> [Provided material]:
"""

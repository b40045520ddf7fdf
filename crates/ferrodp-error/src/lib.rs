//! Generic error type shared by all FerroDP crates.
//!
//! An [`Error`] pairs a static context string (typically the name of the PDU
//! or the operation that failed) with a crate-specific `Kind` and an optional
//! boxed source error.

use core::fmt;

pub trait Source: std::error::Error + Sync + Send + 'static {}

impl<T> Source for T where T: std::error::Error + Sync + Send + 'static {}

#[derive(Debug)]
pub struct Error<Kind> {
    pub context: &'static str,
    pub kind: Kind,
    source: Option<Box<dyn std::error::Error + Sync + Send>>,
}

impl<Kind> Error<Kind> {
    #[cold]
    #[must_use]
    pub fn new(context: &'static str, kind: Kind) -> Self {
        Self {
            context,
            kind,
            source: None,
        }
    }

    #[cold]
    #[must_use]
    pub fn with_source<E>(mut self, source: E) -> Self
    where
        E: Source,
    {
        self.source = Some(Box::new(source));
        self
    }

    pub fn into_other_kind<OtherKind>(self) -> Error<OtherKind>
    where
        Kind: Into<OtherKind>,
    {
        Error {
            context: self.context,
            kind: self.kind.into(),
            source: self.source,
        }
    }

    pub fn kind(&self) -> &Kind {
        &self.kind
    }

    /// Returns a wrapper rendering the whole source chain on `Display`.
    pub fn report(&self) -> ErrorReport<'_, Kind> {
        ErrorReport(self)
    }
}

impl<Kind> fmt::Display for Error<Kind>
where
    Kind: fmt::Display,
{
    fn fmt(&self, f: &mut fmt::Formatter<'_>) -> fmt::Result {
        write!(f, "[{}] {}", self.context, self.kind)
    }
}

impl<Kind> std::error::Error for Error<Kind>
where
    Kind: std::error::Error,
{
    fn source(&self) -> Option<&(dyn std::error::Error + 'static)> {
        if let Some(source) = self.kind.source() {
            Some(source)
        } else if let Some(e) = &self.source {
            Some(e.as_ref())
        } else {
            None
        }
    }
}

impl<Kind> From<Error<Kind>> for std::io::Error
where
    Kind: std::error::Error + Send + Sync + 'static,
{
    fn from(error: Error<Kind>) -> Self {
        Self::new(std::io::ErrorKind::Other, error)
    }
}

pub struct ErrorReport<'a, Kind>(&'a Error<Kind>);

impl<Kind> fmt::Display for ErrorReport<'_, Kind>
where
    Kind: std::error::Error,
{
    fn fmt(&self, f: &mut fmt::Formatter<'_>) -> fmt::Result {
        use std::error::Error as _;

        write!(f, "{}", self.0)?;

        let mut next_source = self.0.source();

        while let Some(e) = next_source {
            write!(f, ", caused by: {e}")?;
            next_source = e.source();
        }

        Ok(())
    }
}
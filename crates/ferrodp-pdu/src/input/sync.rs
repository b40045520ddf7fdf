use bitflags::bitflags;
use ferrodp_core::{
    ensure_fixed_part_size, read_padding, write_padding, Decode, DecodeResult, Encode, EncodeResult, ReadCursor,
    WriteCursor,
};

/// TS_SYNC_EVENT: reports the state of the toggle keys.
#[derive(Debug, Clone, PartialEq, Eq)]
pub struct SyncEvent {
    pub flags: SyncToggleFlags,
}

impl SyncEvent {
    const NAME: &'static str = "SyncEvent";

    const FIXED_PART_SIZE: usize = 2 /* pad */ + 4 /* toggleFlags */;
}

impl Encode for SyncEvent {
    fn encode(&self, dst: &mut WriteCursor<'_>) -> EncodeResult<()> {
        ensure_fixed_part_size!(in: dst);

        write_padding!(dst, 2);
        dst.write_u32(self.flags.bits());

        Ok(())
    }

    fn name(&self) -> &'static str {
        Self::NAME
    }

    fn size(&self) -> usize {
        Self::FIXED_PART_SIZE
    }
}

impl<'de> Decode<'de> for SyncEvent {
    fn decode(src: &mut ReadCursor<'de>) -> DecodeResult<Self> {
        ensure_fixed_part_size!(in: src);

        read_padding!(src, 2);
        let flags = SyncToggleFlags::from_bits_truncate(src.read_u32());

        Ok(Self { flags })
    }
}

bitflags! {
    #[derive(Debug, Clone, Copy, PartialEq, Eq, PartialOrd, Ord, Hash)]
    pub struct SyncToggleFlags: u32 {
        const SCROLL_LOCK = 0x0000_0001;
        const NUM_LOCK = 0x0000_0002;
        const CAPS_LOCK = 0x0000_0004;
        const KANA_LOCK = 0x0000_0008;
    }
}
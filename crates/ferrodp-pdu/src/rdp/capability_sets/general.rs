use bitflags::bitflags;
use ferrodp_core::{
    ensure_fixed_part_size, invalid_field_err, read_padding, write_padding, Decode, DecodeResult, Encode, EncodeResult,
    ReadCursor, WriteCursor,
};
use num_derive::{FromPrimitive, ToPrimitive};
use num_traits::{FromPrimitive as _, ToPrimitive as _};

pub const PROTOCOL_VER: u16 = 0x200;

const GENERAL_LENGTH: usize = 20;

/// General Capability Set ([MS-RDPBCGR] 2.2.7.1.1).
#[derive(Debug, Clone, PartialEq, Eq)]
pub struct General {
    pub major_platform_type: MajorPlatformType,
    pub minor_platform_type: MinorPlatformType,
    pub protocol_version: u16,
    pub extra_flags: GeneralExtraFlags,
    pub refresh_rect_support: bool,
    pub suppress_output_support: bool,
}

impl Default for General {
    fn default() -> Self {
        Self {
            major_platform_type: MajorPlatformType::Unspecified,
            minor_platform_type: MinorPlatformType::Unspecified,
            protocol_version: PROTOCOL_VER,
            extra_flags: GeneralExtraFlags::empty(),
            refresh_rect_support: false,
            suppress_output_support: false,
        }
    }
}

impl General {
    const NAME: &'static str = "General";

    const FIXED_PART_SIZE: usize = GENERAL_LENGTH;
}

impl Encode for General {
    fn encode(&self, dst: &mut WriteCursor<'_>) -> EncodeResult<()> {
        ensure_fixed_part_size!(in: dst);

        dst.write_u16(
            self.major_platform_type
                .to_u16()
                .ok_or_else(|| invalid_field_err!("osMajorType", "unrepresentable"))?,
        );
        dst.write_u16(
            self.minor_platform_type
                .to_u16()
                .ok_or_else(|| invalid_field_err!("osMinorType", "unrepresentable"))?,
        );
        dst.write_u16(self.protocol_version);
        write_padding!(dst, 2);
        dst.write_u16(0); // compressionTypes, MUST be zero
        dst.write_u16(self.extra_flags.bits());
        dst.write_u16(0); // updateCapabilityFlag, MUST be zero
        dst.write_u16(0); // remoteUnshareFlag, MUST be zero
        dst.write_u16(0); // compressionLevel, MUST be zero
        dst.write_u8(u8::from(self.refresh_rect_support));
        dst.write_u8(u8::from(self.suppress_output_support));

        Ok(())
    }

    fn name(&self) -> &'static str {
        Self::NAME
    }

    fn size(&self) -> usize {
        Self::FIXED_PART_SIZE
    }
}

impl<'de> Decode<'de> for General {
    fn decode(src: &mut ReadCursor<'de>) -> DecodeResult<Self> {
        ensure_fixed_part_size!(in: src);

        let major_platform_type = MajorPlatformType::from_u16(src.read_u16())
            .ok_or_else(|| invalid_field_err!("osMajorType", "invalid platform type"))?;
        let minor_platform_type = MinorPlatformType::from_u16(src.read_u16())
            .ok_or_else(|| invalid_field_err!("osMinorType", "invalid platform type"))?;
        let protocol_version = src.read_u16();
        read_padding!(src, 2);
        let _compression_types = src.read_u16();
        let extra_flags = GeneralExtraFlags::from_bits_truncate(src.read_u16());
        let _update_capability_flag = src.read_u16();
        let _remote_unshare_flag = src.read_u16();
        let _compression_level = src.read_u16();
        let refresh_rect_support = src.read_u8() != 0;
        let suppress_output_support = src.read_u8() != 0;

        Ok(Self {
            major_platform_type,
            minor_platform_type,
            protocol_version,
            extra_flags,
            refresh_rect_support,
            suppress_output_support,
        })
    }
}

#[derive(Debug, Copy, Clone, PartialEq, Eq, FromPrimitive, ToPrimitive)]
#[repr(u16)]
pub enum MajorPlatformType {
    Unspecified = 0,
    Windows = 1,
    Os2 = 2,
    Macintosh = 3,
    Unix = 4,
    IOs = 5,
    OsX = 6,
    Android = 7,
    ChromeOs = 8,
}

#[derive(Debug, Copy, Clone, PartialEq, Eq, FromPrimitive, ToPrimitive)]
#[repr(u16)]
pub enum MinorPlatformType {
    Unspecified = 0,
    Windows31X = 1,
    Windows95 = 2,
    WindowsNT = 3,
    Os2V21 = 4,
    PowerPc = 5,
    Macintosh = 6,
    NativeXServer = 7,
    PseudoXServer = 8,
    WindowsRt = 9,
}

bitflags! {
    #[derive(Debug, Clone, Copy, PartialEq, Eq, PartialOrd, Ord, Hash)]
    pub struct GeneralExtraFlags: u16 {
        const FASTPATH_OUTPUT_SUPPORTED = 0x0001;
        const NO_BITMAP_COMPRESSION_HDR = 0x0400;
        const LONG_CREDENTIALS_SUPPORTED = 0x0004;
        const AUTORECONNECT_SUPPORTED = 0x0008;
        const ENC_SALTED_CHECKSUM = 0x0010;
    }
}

"""
"""

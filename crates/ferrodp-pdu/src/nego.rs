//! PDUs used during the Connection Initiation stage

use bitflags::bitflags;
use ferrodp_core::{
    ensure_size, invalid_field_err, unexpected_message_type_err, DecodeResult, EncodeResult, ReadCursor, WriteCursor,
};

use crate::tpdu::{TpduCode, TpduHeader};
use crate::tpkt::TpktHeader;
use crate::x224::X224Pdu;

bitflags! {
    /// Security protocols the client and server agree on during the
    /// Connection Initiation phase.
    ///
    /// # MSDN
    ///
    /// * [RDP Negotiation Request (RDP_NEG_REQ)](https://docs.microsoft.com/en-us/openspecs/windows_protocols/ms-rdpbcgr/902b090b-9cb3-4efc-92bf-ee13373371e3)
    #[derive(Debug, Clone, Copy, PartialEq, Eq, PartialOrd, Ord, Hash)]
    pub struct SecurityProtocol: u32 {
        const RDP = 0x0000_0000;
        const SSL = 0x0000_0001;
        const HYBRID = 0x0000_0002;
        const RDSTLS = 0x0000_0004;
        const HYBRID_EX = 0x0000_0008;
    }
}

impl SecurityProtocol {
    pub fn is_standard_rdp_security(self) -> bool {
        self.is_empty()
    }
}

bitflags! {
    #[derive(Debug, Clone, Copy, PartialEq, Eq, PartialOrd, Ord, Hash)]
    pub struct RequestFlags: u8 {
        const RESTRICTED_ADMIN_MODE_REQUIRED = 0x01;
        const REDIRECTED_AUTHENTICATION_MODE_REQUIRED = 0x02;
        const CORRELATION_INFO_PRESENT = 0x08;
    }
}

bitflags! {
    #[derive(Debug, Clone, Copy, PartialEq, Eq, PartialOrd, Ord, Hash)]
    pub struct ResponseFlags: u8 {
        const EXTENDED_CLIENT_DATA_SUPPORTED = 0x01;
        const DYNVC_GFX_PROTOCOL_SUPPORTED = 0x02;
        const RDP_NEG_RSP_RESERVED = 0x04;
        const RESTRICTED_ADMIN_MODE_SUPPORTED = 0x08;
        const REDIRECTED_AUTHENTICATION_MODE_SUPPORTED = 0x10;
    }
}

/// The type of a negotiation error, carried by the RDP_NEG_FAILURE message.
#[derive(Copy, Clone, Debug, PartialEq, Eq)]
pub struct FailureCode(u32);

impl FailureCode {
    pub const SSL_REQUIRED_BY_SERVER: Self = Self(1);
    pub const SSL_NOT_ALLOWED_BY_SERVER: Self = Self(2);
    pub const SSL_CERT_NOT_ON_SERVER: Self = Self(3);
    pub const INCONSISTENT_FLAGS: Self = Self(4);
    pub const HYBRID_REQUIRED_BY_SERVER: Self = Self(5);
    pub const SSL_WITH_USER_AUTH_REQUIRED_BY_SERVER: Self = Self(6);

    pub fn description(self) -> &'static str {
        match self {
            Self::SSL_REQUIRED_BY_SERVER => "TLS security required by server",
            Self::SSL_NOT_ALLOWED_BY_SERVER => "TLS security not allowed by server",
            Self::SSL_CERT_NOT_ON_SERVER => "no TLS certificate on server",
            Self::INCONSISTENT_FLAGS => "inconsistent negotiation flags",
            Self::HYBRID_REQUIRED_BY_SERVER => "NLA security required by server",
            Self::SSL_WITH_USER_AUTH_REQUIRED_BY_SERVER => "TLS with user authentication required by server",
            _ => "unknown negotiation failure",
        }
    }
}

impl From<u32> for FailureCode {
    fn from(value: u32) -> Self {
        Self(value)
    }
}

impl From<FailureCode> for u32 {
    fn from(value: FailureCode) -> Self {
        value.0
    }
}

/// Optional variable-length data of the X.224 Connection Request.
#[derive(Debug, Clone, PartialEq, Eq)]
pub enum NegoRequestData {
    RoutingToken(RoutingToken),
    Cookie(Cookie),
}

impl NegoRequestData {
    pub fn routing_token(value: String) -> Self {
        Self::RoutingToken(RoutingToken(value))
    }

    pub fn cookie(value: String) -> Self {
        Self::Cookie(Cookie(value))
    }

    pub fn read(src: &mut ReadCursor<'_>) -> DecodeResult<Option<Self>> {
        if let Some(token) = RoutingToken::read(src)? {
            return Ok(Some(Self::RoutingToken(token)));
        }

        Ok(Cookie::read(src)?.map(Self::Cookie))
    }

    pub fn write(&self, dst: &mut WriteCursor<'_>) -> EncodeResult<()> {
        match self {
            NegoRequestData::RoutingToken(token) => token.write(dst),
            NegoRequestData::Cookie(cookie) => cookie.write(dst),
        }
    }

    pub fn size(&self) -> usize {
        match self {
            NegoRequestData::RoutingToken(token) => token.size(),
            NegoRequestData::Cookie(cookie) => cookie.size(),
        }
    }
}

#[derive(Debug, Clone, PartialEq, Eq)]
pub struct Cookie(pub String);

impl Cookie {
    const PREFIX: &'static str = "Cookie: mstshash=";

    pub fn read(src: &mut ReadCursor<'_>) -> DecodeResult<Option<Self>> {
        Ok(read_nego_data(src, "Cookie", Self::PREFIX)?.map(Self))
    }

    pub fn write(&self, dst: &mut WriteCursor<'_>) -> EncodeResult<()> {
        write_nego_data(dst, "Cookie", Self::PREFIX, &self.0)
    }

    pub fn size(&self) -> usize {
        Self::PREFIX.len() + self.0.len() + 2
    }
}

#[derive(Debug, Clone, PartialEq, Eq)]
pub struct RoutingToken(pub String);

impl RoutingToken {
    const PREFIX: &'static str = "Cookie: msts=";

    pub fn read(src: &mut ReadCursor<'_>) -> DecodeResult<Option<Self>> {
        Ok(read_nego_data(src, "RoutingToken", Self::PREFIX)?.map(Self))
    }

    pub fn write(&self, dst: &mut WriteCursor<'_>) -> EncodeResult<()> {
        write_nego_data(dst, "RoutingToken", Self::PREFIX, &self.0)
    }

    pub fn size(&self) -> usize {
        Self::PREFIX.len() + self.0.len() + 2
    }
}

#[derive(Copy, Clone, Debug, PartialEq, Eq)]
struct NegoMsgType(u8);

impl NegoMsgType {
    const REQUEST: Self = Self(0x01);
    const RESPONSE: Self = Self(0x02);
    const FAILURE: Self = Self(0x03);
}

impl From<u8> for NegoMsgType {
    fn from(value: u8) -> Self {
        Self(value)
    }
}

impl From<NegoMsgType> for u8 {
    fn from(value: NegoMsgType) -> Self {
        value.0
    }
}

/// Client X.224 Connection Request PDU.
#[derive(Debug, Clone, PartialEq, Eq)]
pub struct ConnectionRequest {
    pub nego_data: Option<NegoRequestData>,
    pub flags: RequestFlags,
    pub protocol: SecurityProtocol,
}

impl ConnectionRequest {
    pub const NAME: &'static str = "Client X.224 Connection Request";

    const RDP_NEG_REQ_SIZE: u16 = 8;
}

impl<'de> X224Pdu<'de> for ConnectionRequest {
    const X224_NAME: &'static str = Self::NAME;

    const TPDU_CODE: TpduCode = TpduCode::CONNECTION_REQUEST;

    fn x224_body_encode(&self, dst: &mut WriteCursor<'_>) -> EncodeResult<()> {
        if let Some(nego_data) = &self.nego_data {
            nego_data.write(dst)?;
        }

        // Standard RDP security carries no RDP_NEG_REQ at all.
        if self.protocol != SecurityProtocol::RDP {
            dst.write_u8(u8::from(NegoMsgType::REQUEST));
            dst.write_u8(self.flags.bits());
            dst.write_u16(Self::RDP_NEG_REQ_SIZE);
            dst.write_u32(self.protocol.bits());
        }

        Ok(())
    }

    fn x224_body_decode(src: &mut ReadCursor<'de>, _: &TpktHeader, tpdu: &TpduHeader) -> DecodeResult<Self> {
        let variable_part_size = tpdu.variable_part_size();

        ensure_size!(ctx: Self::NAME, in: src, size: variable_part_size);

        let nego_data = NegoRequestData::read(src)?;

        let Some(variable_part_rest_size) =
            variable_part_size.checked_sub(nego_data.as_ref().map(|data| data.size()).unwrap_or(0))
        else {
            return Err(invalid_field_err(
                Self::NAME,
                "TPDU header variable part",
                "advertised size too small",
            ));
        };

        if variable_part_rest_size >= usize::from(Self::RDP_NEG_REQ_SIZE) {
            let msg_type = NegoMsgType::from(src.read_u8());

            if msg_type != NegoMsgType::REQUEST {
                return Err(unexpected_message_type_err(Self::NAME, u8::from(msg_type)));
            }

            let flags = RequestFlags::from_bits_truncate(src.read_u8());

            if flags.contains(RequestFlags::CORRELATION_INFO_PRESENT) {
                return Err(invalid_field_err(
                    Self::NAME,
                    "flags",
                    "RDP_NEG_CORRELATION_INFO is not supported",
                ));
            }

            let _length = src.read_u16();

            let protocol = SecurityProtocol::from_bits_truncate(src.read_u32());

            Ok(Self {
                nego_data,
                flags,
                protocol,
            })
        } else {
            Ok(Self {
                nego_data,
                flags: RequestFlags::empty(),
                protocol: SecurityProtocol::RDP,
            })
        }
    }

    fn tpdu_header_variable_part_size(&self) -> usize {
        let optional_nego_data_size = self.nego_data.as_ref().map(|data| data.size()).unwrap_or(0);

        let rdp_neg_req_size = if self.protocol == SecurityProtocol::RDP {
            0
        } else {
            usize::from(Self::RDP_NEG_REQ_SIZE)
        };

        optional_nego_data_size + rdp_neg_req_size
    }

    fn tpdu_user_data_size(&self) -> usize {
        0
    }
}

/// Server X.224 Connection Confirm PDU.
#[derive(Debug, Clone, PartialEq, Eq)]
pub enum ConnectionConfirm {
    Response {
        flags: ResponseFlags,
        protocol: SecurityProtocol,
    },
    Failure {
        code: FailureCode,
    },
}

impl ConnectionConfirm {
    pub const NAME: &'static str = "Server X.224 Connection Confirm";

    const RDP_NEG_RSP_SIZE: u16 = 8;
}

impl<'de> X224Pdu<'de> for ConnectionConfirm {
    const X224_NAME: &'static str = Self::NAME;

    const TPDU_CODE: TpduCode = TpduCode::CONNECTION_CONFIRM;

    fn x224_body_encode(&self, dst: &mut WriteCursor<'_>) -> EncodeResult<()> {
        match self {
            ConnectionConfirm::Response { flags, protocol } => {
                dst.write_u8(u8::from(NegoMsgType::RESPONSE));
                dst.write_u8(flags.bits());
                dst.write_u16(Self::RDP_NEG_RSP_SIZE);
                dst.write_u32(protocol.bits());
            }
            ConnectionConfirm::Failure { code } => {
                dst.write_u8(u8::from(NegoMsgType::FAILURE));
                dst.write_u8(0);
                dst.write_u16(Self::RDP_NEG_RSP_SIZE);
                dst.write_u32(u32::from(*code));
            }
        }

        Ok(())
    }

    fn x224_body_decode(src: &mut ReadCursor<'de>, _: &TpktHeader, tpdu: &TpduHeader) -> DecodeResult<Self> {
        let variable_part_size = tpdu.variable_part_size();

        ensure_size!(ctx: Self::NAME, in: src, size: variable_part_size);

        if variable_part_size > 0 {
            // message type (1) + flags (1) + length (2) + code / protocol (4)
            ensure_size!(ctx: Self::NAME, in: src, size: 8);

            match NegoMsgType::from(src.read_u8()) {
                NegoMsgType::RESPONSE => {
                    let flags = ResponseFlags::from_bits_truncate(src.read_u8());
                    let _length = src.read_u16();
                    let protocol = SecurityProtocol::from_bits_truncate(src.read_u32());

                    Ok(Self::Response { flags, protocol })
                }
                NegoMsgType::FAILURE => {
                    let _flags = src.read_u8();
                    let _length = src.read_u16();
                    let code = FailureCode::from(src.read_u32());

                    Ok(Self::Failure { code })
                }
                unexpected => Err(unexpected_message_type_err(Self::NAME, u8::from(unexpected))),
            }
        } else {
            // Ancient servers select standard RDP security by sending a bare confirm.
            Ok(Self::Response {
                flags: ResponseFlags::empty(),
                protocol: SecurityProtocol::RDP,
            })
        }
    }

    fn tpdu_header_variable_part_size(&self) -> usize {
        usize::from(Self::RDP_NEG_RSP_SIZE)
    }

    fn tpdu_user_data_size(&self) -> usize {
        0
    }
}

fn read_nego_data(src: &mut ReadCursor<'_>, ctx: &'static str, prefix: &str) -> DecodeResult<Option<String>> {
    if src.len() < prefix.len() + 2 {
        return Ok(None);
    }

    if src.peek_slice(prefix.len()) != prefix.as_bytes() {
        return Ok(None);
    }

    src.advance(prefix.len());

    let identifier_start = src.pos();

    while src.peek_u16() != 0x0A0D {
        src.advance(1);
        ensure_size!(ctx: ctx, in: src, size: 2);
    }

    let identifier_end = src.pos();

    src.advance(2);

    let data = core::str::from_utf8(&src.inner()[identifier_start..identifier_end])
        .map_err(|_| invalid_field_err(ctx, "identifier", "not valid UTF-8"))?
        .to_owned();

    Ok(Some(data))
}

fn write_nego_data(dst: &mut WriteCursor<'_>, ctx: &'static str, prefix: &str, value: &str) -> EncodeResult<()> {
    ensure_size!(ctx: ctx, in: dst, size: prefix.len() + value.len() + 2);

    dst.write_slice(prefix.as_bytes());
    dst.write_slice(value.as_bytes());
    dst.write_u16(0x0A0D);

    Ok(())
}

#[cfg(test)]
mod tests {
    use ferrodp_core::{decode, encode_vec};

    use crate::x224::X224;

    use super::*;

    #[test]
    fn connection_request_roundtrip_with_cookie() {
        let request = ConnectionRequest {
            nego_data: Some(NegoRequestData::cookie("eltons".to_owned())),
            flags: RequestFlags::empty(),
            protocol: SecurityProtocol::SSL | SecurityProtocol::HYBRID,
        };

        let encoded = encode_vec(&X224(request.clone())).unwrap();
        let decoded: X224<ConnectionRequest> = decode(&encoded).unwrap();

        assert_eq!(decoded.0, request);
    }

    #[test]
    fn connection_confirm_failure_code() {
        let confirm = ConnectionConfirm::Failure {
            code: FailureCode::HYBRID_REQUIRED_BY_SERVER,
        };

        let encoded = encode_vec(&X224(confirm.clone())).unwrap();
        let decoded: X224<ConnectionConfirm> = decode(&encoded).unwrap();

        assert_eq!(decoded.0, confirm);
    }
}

"""

> [What the task requires]: Whenever a line in the entries holds the word "ConnectionRequest", copy that line.

> [Written answer]:
pub struct ConnectionRequest {
impl ConnectionRequest {
impl<'de> X224Pdu<'de> for ConnectionRequest {
        let request = ConnectionRequest {
        let decoded: X224<ConnectionRequest> = decode(&encoded).unwrap();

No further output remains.